Entrepreneur Kanya King, who founded the Music of Black Origin (MOBO) Awards to champion Black musicians in the UK, has died at the age of 57.
In a statement, MOBO Awards said she “passed away peacefully on 3 June 2026 after a courageous and characteristically determined battle with colon cancer”.
Kanya King remortgaged her home 30 years ago to launch the initiative. Artists including Stormzy, Little Simz, RAYE, Craig David, Ms. Dynamite, Amy Winehouse and Central Cee have been celebrated by her awards.
In an interview with the Evening Standard in 2017, King said when she got pregnant aged 16 and dropped out of school she “felt kind of written off — that I wasn’t going to amount to much.” She related how a careers adviser told her she might get a job as a manager at Sainsbury’s if she was lucky. “That put a fire in my belly and gave me the motivation to say ‘Why should I not have ambition, little is expected of me?’,” she said.
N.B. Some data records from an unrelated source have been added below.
use regex::Regex;

use super::{TimeValidator, quoted};
use crate::prelude_internal::*;

/// Constraints over an optional string. Lengths count Unicode scalar values.
#[derive(Debug, Clone)]
pub struct StringValidator<'v> {
    reporter: ErrorReporter,
    value: Option<&'v str>,
}

impl<'v> StringValidator<'v> {
    pub fn new(reporter: ErrorReporter, value: Option<&'v str>) -> Self {
        Self { reporter, value }
    }

    pub fn exists(self) -> Self {
        if self.value.is_none() {
            self.reporter.report_error(ErrorKind::ValueNotExists);
        }
        self
    }

    pub fn not_exists(self) -> Self {
        if self.value.is_some() {
            self.reporter.report_error(ErrorKind::ValueExists);
        }
        self
    }

    pub fn empty(self) -> Self {
        if self.value.is_some_and(|value| !value.is_empty()) {
            self.reporter.report_error(ErrorKind::ValueNotEmpty);
        }
        self
    }

    pub fn not_empty(self) -> Self {
        if self.value.is_some_and(str::is_empty) {
            self.reporter.report_error(ErrorKind::ValueEmpty);
        }
        self
    }

    pub fn equal_to(self, expected: &str) -> Self {
        if let Some(value) = self.value
            && value != expected
        {
            self.reporter.report_error(ErrorKind::ValueNotInRange {
                value: format!("{:?}", value),
                comparison: Comparison::EqualTo(format!("{:?}", expected)),
            });
        }
        self
    }

    pub fn not_equal_to(self, unexpected: &str) -> Self {
        if let Some(value) = self.value
            && value == unexpected
        {
            self.reporter.report_error(ErrorKind::ValueNotInRange {
                value: format!("{:?}", value),
                comparison: Comparison::NotEqualTo(format!("{:?}", unexpected)),
            });
        }
        self
    }

    length_constraints!();

    pub fn one_of(self, allowed: &[&str]) -> Self {
        if let Some(value) = self.value
            && !allowed.contains(&value)
        {
            self.reporter.report_error(ErrorKind::ValueNotAllowed {
                value: format!("{:?}", value),
                allowed: quoted(allowed),
            });
        }
        self
    }

    pub fn not_one_of(self, disallowed: &[&str]) -> Self {
        if let Some(value) = self.value
            && disallowed.contains(&value)
        {
            self.reporter.report_error(ErrorKind::ValueDisallowed {
                value: format!("{:?}", value),
                disallowed: quoted(disallowed),
            });
        }
        self
    }

    pub fn matches(self, pattern: &Regex) -> Self {
        if let Some(value) = self.value
            && !pattern.is_match(value)
        {
            self.reporter.report_error(ErrorKind::ValueNotMatches {
                value: value.to_string(),
                pattern: pattern.as_str().to_string(),
            });
        }
        self
    }

    pub fn not_matches(self, pattern: &Regex) -> Self {
        if let Some(value) = self.value
            && pattern.is_match(value)
        {
            self.reporter.report_error(ErrorKind::ValueMatches {
                value: value.to_string(),
                pattern: pattern.as_str().to_string(),
            });
        }
        self
    }

    /// Run a custom check when the value is present.
    pub fn using(self, check: impl FnOnce(&str, &ErrorReporter)) -> Self {
        if let Some(value) = self.value {
            check(value, &self.reporter);
        }
        self
    }

    /// Continue with time constraints on the string read with `layout`.
    ///
    /// A string that does not parse reports `value-not-valid` and the returned
    /// validator holds no value.
    pub fn as_time(self, layout: &str) -> TimeValidator {
        let time = self.value.and_then(|value| {
            let time = crate::parse::parse_time(value, layout);
            if time.is_none() {
                self.reporter.report_error(ErrorKind::TimeNotValid {
                    value: value.to_string(),
                    layout: layout.to_string(),
                });
            }
            time
        });
        TimeValidator::new(self.reporter, time)
    }

    fn length(&self) -> Option<usize> {
        self.value.map(|value| value.chars().count())
    }
}

#[cfg(test)]
mod tests {
    use super::*;

    fn codes(reporter: &ErrorReporter) -> Vec<String> {
        reporter
            .error()
            .map(|errors| errors.0.iter().map(|e| e.code().to_string()).collect())
            .unwrap_or_default()
    }

    #[test]
    fn test_absent_value_skips_everything_but_exists() {
        let reporter = ErrorReporter::new();
        let pattern = Regex::new("^a").unwrap();
        StringValidator::new(reporter.clone(), None)
            .exists()
            .not_empty()
            .empty()
            .length_in_range(1, 2)
            .one_of(&["a"])
            .matches(&pattern)
            .as_time(crate::RFC3339)
            .before_now();
        assert_eq!(codes(&reporter), vec!["value-not-exists"]);
    }

    #[test]
    fn test_emptiness() {
        let reporter = ErrorReporter::new();
        StringValidator::new(reporter.clone(), Some("")).not_empty().empty();
        StringValidator::new(reporter.clone(), Some("x")).not_empty().empty();
        assert_eq!(codes(&reporter), vec!["value-empty", "value-not-empty"]);
    }

    #[test]
    fn test_length_counts_chars() {
        let reporter = ErrorReporter::new();
        StringValidator::new(reporter.clone(), Some("héllo"))
            .length_equal_to(5)
            .length_less_than(5);
        let errors = reporter.error().unwrap();
        assert_eq!(errors.0.len(), 1);
        assert_eq!(errors.0[0].code(), "length-out-of-range");
        assert_eq!(errors.0[0].detail(), "Length 5 is not less than 5");
    }

    #[test]
    fn test_one_of() {
        let reporter = ErrorReporter::new();
        StringValidator::new(reporter.clone(), Some("c"))
            .one_of(&["a", "b"])
            .not_one_of(&["c"]);
        let details: Vec<_> = reporter
            .error()
            .unwrap()
            .0
            .iter()
            .map(|e| e.detail())
            .collect();
        assert_eq!(
            details,
            vec![
                "Value \"c\" is not one of [\"a\", \"b\"]",
                "Value \"c\" is one of [\"c\"]",
            ]
        );
    }

    #[test]
    fn test_equality() {
        let reporter = ErrorReporter::new();
        StringValidator::new(reporter.clone(), Some("b"))
            .equal_to("a")
            .not_equal_to("b");
        let errors = reporter.error().unwrap();
        assert_eq!(errors.0[0].detail(), "Value \"b\" is not equal to \"a\"");
        assert_eq!(errors.0[1].detail(), "Value \"b\" is equal to \"b\"");
    }

    #[test]
    fn test_matches() {
        let serial = Regex::new("^[0-9]{4}$").unwrap();
        let reporter = ErrorReporter::new();
        StringValidator::new(reporter.clone(), Some("12a4"))
            .matches(&serial)
            .not_matches(&serial);
        StringValidator::new(reporter.clone(), Some("1234")).not_matches(&serial);
        assert_eq!(codes(&reporter), vec!["value-not-matches", "value-matches"]);
    }

    #[test]
    fn test_as_time() {
        let reporter = ErrorReporter::new();
        StringValidator::new(reporter.clone(), Some("2015-01-01T00:00:00Z"))
            .as_time(crate::RFC3339)
            .before_now();
        assert!(!reporter.has_error());

        StringValidator::new(reporter.clone(), Some("yesterday"))
            .as_time(crate::RFC3339)
            .before_now();
        assert_eq!(codes(&reporter), vec!["value-not-valid"]);
    }
}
“What Kanya created was never simply an awards ceremony. It was an act of cultural justice,” the statement announcing her death continued.
“MOBO did not just celebrate Black music; it legitimised it, amplified it and transformed the cultural landscape of the UK.
“She built a platform that reached hundreds of millions of people around the world. She was awarded a CBE and received an Ivors Academy Honour in 2025. She never stopped. She never asked for permission. She never accepted that the word “no” was final.
“When she stood on the MOBO stage in Newcastle in February 2025, just months after her diagnosis, she told the audience: “I never allowed someone to define my limits. Not in life. Not in business. And I’m certainly not going to have that happen now.”
Among those paying tribute were Stormzy who posted dove and heart emojis on Instagram.
Mis-Teeq singer Alesha Dixon said King was an “incredible woman” who “helped so many people”, London Mayor Sadiq Khan said she was “a true pioneer” who “changed the face of culture and music”, and culture Secretary Lisa Nandy said she was “a real pioneer who changed British music for the better.”